[Entries taken from a collection]
____________________
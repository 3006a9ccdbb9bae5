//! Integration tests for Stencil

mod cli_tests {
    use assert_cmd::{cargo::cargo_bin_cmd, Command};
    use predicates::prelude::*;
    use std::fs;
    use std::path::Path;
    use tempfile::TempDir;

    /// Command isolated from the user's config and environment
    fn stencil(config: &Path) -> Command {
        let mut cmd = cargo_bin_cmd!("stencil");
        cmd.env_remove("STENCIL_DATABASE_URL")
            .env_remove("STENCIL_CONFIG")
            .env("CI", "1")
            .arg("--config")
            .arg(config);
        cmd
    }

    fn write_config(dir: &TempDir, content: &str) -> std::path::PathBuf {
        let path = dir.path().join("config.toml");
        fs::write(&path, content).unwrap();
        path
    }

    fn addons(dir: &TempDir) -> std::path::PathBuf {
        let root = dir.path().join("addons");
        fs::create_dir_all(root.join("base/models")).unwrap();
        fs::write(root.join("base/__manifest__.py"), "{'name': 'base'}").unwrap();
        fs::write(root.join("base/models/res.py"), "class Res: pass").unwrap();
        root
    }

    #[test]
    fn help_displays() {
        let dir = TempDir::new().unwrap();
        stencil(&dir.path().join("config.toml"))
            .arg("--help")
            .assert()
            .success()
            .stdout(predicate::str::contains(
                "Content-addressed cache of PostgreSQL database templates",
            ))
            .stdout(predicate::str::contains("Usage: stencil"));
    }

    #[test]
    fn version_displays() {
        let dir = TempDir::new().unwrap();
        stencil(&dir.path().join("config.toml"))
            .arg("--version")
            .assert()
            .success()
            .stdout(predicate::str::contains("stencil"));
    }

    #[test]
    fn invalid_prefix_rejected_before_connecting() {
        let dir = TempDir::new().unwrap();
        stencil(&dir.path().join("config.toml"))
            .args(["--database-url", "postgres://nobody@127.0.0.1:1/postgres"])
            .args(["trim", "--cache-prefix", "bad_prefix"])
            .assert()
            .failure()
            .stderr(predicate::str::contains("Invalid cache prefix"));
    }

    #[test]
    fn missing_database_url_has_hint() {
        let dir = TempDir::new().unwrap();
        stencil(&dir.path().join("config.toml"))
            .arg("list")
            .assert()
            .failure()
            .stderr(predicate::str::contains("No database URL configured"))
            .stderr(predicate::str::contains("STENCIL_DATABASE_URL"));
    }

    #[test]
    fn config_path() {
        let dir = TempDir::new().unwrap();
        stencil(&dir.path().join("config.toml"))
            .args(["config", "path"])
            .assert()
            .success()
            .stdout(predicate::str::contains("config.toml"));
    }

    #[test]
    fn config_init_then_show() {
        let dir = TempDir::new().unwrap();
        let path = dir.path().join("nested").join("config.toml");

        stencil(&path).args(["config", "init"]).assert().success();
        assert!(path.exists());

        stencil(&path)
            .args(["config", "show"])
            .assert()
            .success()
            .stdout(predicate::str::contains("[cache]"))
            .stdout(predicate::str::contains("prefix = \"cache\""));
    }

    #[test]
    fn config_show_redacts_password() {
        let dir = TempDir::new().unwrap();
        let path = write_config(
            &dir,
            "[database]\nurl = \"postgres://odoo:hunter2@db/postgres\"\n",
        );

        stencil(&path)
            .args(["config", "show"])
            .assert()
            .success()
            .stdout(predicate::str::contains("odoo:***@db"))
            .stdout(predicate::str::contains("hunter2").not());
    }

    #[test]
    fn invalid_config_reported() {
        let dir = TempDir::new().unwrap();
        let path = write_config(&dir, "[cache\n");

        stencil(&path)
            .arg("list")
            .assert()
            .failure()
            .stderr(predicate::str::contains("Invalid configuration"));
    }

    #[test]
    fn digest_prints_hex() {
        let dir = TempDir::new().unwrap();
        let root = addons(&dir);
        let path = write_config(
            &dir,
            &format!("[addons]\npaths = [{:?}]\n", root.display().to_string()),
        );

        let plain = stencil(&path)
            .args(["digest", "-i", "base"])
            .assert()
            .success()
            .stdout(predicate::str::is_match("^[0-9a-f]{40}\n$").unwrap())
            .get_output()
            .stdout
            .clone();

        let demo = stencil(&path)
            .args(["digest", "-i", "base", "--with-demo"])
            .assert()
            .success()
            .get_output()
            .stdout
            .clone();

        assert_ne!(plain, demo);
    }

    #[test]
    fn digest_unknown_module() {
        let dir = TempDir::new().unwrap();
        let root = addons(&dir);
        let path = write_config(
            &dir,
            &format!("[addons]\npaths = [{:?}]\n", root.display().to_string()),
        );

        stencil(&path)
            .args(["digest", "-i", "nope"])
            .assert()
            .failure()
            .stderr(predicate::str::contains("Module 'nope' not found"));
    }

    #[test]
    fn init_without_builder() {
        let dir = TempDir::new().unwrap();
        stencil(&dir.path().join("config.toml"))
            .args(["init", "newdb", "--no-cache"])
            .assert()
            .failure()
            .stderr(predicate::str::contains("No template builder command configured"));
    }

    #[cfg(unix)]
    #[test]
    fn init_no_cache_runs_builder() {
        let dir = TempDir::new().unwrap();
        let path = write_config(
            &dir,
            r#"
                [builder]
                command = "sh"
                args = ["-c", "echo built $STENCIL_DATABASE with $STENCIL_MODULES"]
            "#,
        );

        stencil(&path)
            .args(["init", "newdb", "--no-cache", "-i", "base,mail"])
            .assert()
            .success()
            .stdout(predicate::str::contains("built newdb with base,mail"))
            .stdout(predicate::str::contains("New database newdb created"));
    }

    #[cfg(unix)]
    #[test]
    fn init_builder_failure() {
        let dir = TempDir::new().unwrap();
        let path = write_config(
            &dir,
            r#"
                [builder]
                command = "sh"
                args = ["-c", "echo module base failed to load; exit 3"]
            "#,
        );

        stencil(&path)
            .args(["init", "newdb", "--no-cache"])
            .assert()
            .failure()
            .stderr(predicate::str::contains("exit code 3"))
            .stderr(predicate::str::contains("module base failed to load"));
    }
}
____________________
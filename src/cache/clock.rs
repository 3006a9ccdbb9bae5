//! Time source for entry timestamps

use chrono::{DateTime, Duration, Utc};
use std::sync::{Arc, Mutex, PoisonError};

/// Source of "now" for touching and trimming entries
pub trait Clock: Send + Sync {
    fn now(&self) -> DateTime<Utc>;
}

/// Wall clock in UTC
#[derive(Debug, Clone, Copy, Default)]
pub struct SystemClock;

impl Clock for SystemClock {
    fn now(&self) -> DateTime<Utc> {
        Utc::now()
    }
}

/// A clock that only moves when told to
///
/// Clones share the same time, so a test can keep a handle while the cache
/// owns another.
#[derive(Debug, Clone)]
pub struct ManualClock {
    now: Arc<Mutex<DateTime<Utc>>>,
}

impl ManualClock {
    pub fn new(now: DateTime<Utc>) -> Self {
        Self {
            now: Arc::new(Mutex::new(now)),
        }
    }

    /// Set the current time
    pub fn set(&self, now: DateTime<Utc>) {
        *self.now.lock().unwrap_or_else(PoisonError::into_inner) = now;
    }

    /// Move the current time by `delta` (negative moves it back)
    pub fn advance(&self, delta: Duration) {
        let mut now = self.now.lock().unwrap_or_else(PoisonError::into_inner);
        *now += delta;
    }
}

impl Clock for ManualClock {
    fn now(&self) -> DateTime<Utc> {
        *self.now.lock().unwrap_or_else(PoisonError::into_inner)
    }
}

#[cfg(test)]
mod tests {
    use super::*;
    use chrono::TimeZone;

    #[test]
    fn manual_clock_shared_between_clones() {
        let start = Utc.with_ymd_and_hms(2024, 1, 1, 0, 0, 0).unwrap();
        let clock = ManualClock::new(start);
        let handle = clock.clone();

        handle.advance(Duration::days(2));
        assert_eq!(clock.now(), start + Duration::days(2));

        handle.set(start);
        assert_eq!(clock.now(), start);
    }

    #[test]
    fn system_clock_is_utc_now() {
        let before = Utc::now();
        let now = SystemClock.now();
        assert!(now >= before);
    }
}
____________________
REQUIREMENT: Lines holding the string "current" in the records above must be counted; give the number alone.

TASK OUTPUT: 2